Blockchain technology employs a data structure that can be time-stamped and signed using a private key to prevent tampering; many experts in the healthcare industry see the technology as a natural fit for managing the accountability, authentication, confidentiality and sharing of information.

“Blockchain is currently being tested by industry, but at this time does not appear to be a complete replacement for existing systems,” testified Jaikaran before a joint House subcommittee hearing. “One such example is to manage electronic health records. In this example, actual medical records are retained on provider systems but a record of that record is published to the blockchain."

In this scenario, patients may use the blockchain to authorize who has access to those records, according to Jaikaran. “What the blockchain may publish are permissions to that record; so rather than a patient having to drive across town to pick up a disk of that record to take over to another provider, those providers could talk amongst themselves to transfer that record.”

Although technically feasible, he contends that this blockchain-EHR solution has pitfalls. “All the providers have to be on the same blockchain, so they all have some kind of identity—a public and private key—and users have to take a more active role in managing that record for themselves.”

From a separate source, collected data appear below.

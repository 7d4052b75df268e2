//! # Microphone Input
//!
//! Opens a capture stream with cpal and forwards mono sample buffers to the
//! pitch tracker over a channel. The returned [`InputStream`] owns the device
//! handle: dropping it stops capture and releases the microphone.

use cpal::traits::{DeviceTrait, HostTrait, StreamTrait};
use crossbeam_channel::Sender;
use std::any::Any;
use thiserror::Error;
use tracing::{info, warn};

use crate::audio::output::device_name;

/// Failures of the capture path
#[derive(Debug, Error)]
pub enum TrackerError {
    /// Permission denied, no device, or the device refused the stream
    #[error("microphone unavailable: {0}")]
    MicrophoneUnavailable(String),
}

impl TrackerError {
    fn unavailable(reason: impl ToString) -> Self {
        TrackerError::MicrophoneUnavailable(reason.to_string())
    }
}

/// A live capture stream; dropping it releases the device
pub struct InputStream {
    pub sample_rate: u32,
    _handle: Box<dyn Any>,
}

impl InputStream {
    pub fn new(sample_rate: u32, handle: impl Any) -> Self {
        Self {
            sample_rate,
            _handle: Box::new(handle),
        }
    }
}

/// Something that can grant access to a live audio stream
pub trait InputSource {
    /// Start capturing; mono frames are pushed into `frames` until the stream is dropped
    fn open(&mut self, frames: Sender<Vec<f32>>) -> Result<InputStream, TrackerError>;
}

/// cpal capture device, chosen by name or the host default
pub struct Microphone {
    device_name: Option<String>,
}

impl Microphone {
    pub fn new(device_name: Option<String>) -> Self {
        Self { device_name }
    }

    fn find_device(&self, host: &cpal::Host) -> Result<cpal::Device, TrackerError> {
        let Some(search) = self.device_name.as_deref() else {
            return host
                .default_input_device()
                .ok_or_else(|| TrackerError::unavailable("no input device available"));
        };

        let devices: Vec<cpal::Device> = host
            .input_devices()
            .map_err(TrackerError::unavailable)?
            .collect();
        let names: Vec<String> = devices
            .iter()
            .map(|d| device_name(d).unwrap_or_default())
            .collect();

        crate::config::find_device_index(&names, search)
            .and_then(|index| devices.into_iter().nth(index))
            .ok_or_else(|| TrackerError::unavailable(format!("input device '{}' not found", search)))
    }
}

impl InputSource for Microphone {
    fn open(&mut self, frames: Sender<Vec<f32>>) -> Result<InputStream, TrackerError> {
        let host = cpal::default_host();
        let device = self.find_device(&host)?;

        let supported = device
            .default_input_config()
            .map_err(TrackerError::unavailable)?;
        let sample_format = supported.sample_format();
        let config: cpal::StreamConfig = supported.into();
        let sample_rate = config.sample_rate as u32;

        let stream = match sample_format {
            cpal::SampleFormat::F32 => build_input::<f32>(&device, &config, frames)?,
            cpal::SampleFormat::I16 => build_input::<i16>(&device, &config, frames)?,
            cpal::SampleFormat::U16 => build_input::<u16>(&device, &config, frames)?,
            other => {
                return Err(TrackerError::unavailable(format!(
                    "unsupported input sample format {:?}",
                    other
                )));
            }
        };

        // The stream is dropped (and the device released) if play fails
        stream.play().map_err(TrackerError::unavailable)?;

        info!(
            device = %device_name(&device).unwrap_or_default(),
            sample_rate, "microphone opened"
        );
        Ok(InputStream::new(sample_rate, stream))
    }
}

/// Build a capture stream that downmixes each callback buffer to mono
fn build_input<T>(
    device: &cpal::Device,
    config: &cpal::StreamConfig,
    frames: Sender<Vec<f32>>,
) -> Result<cpal::Stream, TrackerError>
where
    T: cpal::Sample + cpal::SizedSample,
    f32: cpal::FromSample<T>,
{
    let channels = (config.channels as usize).max(1);

    device
        .build_input_stream(
            config,
            move |data: &[T], _: &cpal::InputCallbackInfo| {
                let mono: Vec<f32> = data
                    .chunks(channels)
                    .map(|frame| {
                        frame.iter().map(|&s| s.to_sample::<f32>()).sum::<f32>() / frame.len() as f32
                    })
                    .collect();
                // Never block the audio thread; a full queue drops the buffer
                let _ = frames.try_send(mono);
            },
            |err| warn!("audio input stream error: {}", err),
            None,
        )
        .map_err(TrackerError::unavailable)
}

/// Names of all input devices, default device included
pub fn list_input_devices() -> Vec<String> {
    let host = cpal::default_host();
    let mut devices: Vec<String> = host
        .input_devices()
        .map(|iter| iter.filter_map(|device| device_name(&device)).collect())
        .unwrap_or_default();

    if let Some(name) = host.default_input_device().and_then(|d| device_name(&d)) {
        if !devices.contains(&name) {
            devices.push(name);
        }
    }

    devices
}
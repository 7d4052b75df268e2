use crossbeam_channel::Receiver;
use std::sync::{
    Arc,
    atomic::{AtomicU64, Ordering},
};

use super::voice_pool::VoicePool;
use crate::types::events::ScheduledNote;

/// Playback engine driven by the output stream callback
/// Runs in real-time audio thread - must not block
pub struct ToneEngine {
    voice_pool: VoicePool,
    event_rx: Receiver<ScheduledNote>,
    /// Frames rendered so far; this is the output clock read by the session
    clock: Arc<AtomicU64>,
    volume: f32,
    mix_buffer: Vec<f32>,
}

impl ToneEngine {
    pub fn new(
        sample_rate: f32,
        volume: f32,
        event_rx: Receiver<ScheduledNote>,
        clock: Arc<AtomicU64>,
    ) -> Self {
        Self {
            voice_pool: VoicePool::new(sample_rate),
            event_rx,
            clock,
            volume: volume.clamp(0.0, 1.0),
            mix_buffer: vec![0.0; 1024],
        }
    }

    /// Fill an interleaved buffer; the mono mix is copied to every channel
    pub fn process(&mut self, output: &mut [f32], num_channels: usize) {
        // Pick up newly scheduled notes (non-blocking)
        while let Ok(note) = self.event_rx.try_recv() {
            self.voice_pool.schedule(&note);
        }

        let num_channels = num_channels.max(1);
        let frames = output.len() / num_channels;
        if self.mix_buffer.len() < frames {
            self.mix_buffer.resize(frames, 0.0);
        }

        let clock = self.clock.load(Ordering::Acquire);
        let mix = &mut self.mix_buffer[..frames];
        self.voice_pool.process(mix, clock);

        for (frame, sample) in output.chunks_mut(num_channels).zip(mix.iter()) {
            frame.fill(sample * self.volume);
        }

        self.clock.store(clock + frames as u64, Ordering::Release);
    }
}
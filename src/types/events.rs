use super::waveform::Waveform;

/// A note handed from the session thread to the audio thread
/// Times are seconds on the output clock; must be cheap to copy
#[derive(Debug, Clone, Copy, PartialEq)]
pub struct ScheduledNote {
    pub frequency: f32,
    pub start_time: f64,
    pub duration: f64,
    pub waveform: Waveform,
}

impl ScheduledNote {
    pub fn new(frequency: f32, start_time: f64, duration: f64, waveform: Waveform) -> Self {
        Self {
            frequency,
            start_time,
            duration,
            waveform,
        }
    }
}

Also See: Early blockchain efforts look for best fits within healthcare

In addition, Jaikaran notes that providers must maintain the electronic health record “in a manner that is consistent with federal and state laws” including HIPAA and the HITECH Act. The application of blockchain to EHRs would “still face” both federal and state privacy laws “as well as a lack of standards, data processing and storage—which may inhibit its adoption,” he adds.

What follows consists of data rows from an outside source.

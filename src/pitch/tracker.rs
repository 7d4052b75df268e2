use crossbeam_channel::{Receiver, bounded};
use std::collections::VecDeque;
use tracing::{debug, info, warn};

use super::estimator::PitchEstimator;
use super::input::{InputSource, InputStream, TrackerError};
use super::notes::NoteSequence;
use super::onset::{Onset, OnsetDetector};
use crate::config::DetectionConfig;

/// Capture buffers queued between two polls before the callback starts dropping them
const FRAME_QUEUE: usize = 64;

/// Tracker lifecycle
#[derive(Debug, Clone, Copy, PartialEq, Eq)]
pub enum TrackerState {
    Idle,
    RequestingAccess,
    Listening,
    Stopped,
}

impl TrackerState {
    pub fn name(&self) -> &'static str {
        match self {
            TrackerState::Idle => "idle",
            TrackerState::RequestingAccess => "requesting access",
            TrackerState::Listening => "listening",
            TrackerState::Stopped => "stopped",
        }
    }
}

/// Result of one sampling step
#[derive(Debug, Clone, Copy, Default, PartialEq)]
pub struct PollOutcome {
    /// Accepted pitch for the live readout
    pub pitch: Option<f32>,
    pub onset: Option<Onset>,
    /// The sequence just reached two notes and the tracker has stopped
    pub completed: bool,
}

/// Live monophonic pitch tracker
/// Owns the microphone stream. `poll` is the sampling loop body: it runs only
/// while listening, so a `stop` always lands before the next buffer read.
pub struct PitchTracker {
    source: Box<dyn InputSource>,
    estimator: Box<dyn PitchEstimator>,
    onsets: OnsetDetector,
    window_size: usize,
    state: TrackerState,
    stream: Option<InputStream>,
    frames_rx: Option<Receiver<Vec<f32>>>,
    window: VecDeque<f32>,
    sample_rate: u32,
}

impl PitchTracker {
    pub fn new(
        source: Box<dyn InputSource>,
        estimator: Box<dyn PitchEstimator>,
        config: &DetectionConfig,
    ) -> Self {
        Self {
            source,
            estimator,
            onsets: OnsetDetector::from_config(config),
            window_size: config.window_size,
            state: TrackerState::Idle,
            stream: None,
            frames_rx: None,
            window: VecDeque::with_capacity(config.window_size),
            sample_rate: 0,
        }
    }

    pub fn state(&self) -> TrackerState {
        self.state
    }

    pub fn is_listening(&self) -> bool {
        self.state == TrackerState::Listening
    }

    /// Request the microphone and begin listening; no-op if already listening
    pub fn start(&mut self) -> Result<(), TrackerError> {
        if self.is_listening() {
            return Ok(());
        }

        // Never hold two device handles at once
        self.release();
        self.state = TrackerState::RequestingAccess;

        let (frames_tx, frames_rx) = bounded(FRAME_QUEUE);
        match self.source.open(frames_tx) {
            Ok(stream) => {
                self.sample_rate = stream.sample_rate;
                self.stream = Some(stream);
                self.frames_rx = Some(frames_rx);
                self.state = TrackerState::Listening;
                info!(sample_rate = self.sample_rate, "pitch tracker listening");
                Ok(())
            }
            Err(e) => {
                warn!("pitch tracker could not start: {}", e);
                self.release();
                self.state = TrackerState::Stopped;
                Err(e)
            }
        }
    }

    /// Release the microphone and halt sampling; safe to call repeatedly
    pub fn stop(&mut self) {
        let was_listening = self.is_listening();
        self.release();
        if self.state != TrackerState::Idle {
            self.state = TrackerState::Stopped;
        }
        if was_listening {
            info!("pitch tracker stopped");
        }
    }

    fn release(&mut self) {
        self.stream = None;
        self.frames_rx = None;
        self.window.clear();
    }

    /// One sampling step: read the latest window, estimate, register onsets
    /// Stops the tracker itself when `notes` becomes complete
    pub fn poll(&mut self, notes: &mut NoteSequence) -> PollOutcome {
        if !self.is_listening() {
            return PollOutcome::default();
        }

        if let Some(rx) = &self.frames_rx {
            for frame in rx.try_iter() {
                self.window.extend(frame);
            }
        }
        let excess = self.window.len().saturating_sub(self.window_size);
        self.window.drain(..excess);

        if self.window.len() < self.window_size {
            return PollOutcome::default();
        }

        let estimate = self
            .estimator
            .estimate(self.window.make_contiguous(), self.sample_rate);
        let onset = self.onsets.offer(estimate, notes);

        let mut completed = false;
        if let Onset::NewNote { index, frequency } = onset {
            debug!(index, frequency, "note onset");
            if notes.is_complete() {
                self.stop();
                completed = true;
            }
        }

        PollOutcome {
            pitch: onset.pitch(),
            onset: Some(onset),
            completed,
        }
    }
}
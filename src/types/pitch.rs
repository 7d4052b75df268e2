//! Frequency math on equal temperament
//! Distances are unsigned: ascending and descending intervals compare equal.
//! Non-positive frequencies mean "no pitch" and produce 0 / false, never an error.

/// Concert A
pub const A4_FREQUENCY: f32 = 440.0;

/// Middle C, nine semitones below A4 (~261.63 Hz)
pub const C4_FREQUENCY: f32 = 261.625_57;

/// Unsigned distance in semitones: 12 * |log2(f2 / f1)|
pub fn semitone_distance(f1: f32, f2: f32) -> f32 {
    if f1 <= 0.0 || f2 <= 0.0 {
        return 0.0;
    }
    12.0 * (f2 / f1).log2().abs()
}

/// Unsigned distance in cents: 1200 * |log2(f2 / f1)|
pub fn cent_distance(f1: f32, f2: f32) -> f32 {
    if f1 <= 0.0 || f2 <= 0.0 {
        return 0.0;
    }
    1200.0 * (f2 / f1).log2().abs()
}

/// True when the two frequencies lie within `tolerance_cents` of each other
pub fn in_tune(f1: f32, f2: f32, tolerance_cents: f32) -> bool {
    if f1 <= 0.0 || f2 <= 0.0 {
        return false;
    }
    cent_distance(f1, f2) <= tolerance_cents
}

/// Frequency `semitones` above (or below, if negative) the root
pub fn transpose(root: f32, semitones: i32) -> f32 {
    root * 2.0_f32.powf(semitones as f32 / 12.0)
}
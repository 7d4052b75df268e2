/// Equal-temperament note naming
/// A440 tuning: MIDI note 69 = 440 Hz
use rand::Rng;

use super::pitch::{in_tune, A4_FREQUENCY};

const A4_MIDI: i32 = 69;

/// Pitch-class names used for the live readout (sharps only)
const PITCH_CLASSES: [&str; 12] = [
    "C", "C#", "D", "D#", "E", "F", "F#", "G", "G#", "A", "A#", "B",
];

/// Spellings offered by the note drill, enharmonics included
pub const NOTE_SPELLINGS: [&str; 17] = [
    "C", "C#", "Db", "D", "D#", "Eb", "E", "F", "F#", "Gb", "G", "G#", "Ab", "A", "A#", "Bb", "B",
];

/// Convert MIDI note number to frequency in Hz
/// Uses equal temperament: f = 440 * 2^((n-69)/12)
pub fn midi_note_to_frequency(note: u8) -> f32 {
    let semitones = note as i32 - A4_MIDI;
    A4_FREQUENCY * 2.0_f32.powf(semitones as f32 / 12.0)
}

/// Nearest MIDI note to a frequency, None for non-positive input
pub fn frequency_to_midi_note(frequency: f32) -> Option<u8> {
    if frequency <= 0.0 {
        return None;
    }
    let semitones = 12.0 * (frequency / A4_FREQUENCY).log2();
    Some((A4_MIDI + semitones.round() as i32).clamp(0, 127) as u8)
}

/// Scientific pitch name, e.g. 60 -> "C4"
pub fn note_name(note: u8) -> String {
    let octave = note as i32 / 12 - 1;
    format!("{}{}", PITCH_CLASSES[note as usize % 12], octave)
}

/// Closest equal-tempered note to a detected frequency
#[derive(Debug, Clone, PartialEq)]
pub struct NearestNote {
    pub name: String,
    pub frequency: f32,
    /// Detected pitch lies within the tolerance of the reference
    pub in_tune: bool,
}

pub fn nearest_note(frequency: f32, tolerance_cents: f32) -> Option<NearestNote> {
    let midi = frequency_to_midi_note(frequency)?;
    let reference = midi_note_to_frequency(midi);
    Some(NearestNote {
        name: note_name(midi),
        frequency: reference,
        in_tune: in_tune(frequency, reference, tolerance_cents),
    })
}

/// Random spelling for the note drill
pub fn random_note_name<R: Rng + ?Sized>(rng: &mut R) -> &'static str {
    NOTE_SPELLINGS[rng.gen_range(0..NOTE_SPELLINGS.len())]
}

Further, because EHRs would be retained on provider systems, Jaikaran makes the case that “the record itself is still relying on the security measures” of those healthcare organizations. “If the provider is not implementing defense-in-depth or some other cybersecurity strategies, an attacker—instead of attacking the blockchain—would attack the data store of the provider and the record would still be vulnerable,” he concluded.

Still, healthcare organizations and federal agencies are examining potential use cases for the technology. For example, the Office of the National Coordinator for Health IT has sponsored competitions in the last couple years to seek suggestions for how the technology could be used within healthcare.

Most recently, three of the four finalists in ONC’s Data Provenance Challenge are leveraging blockchain technology to address the accountability, privacy and security issues associated with sharing electronic health information. Data provenance involves the ability to trace and verify when and who created information, how it has been used or moved among different data sources, and how it has been modified throughout its lifecycle while it has been exchanged.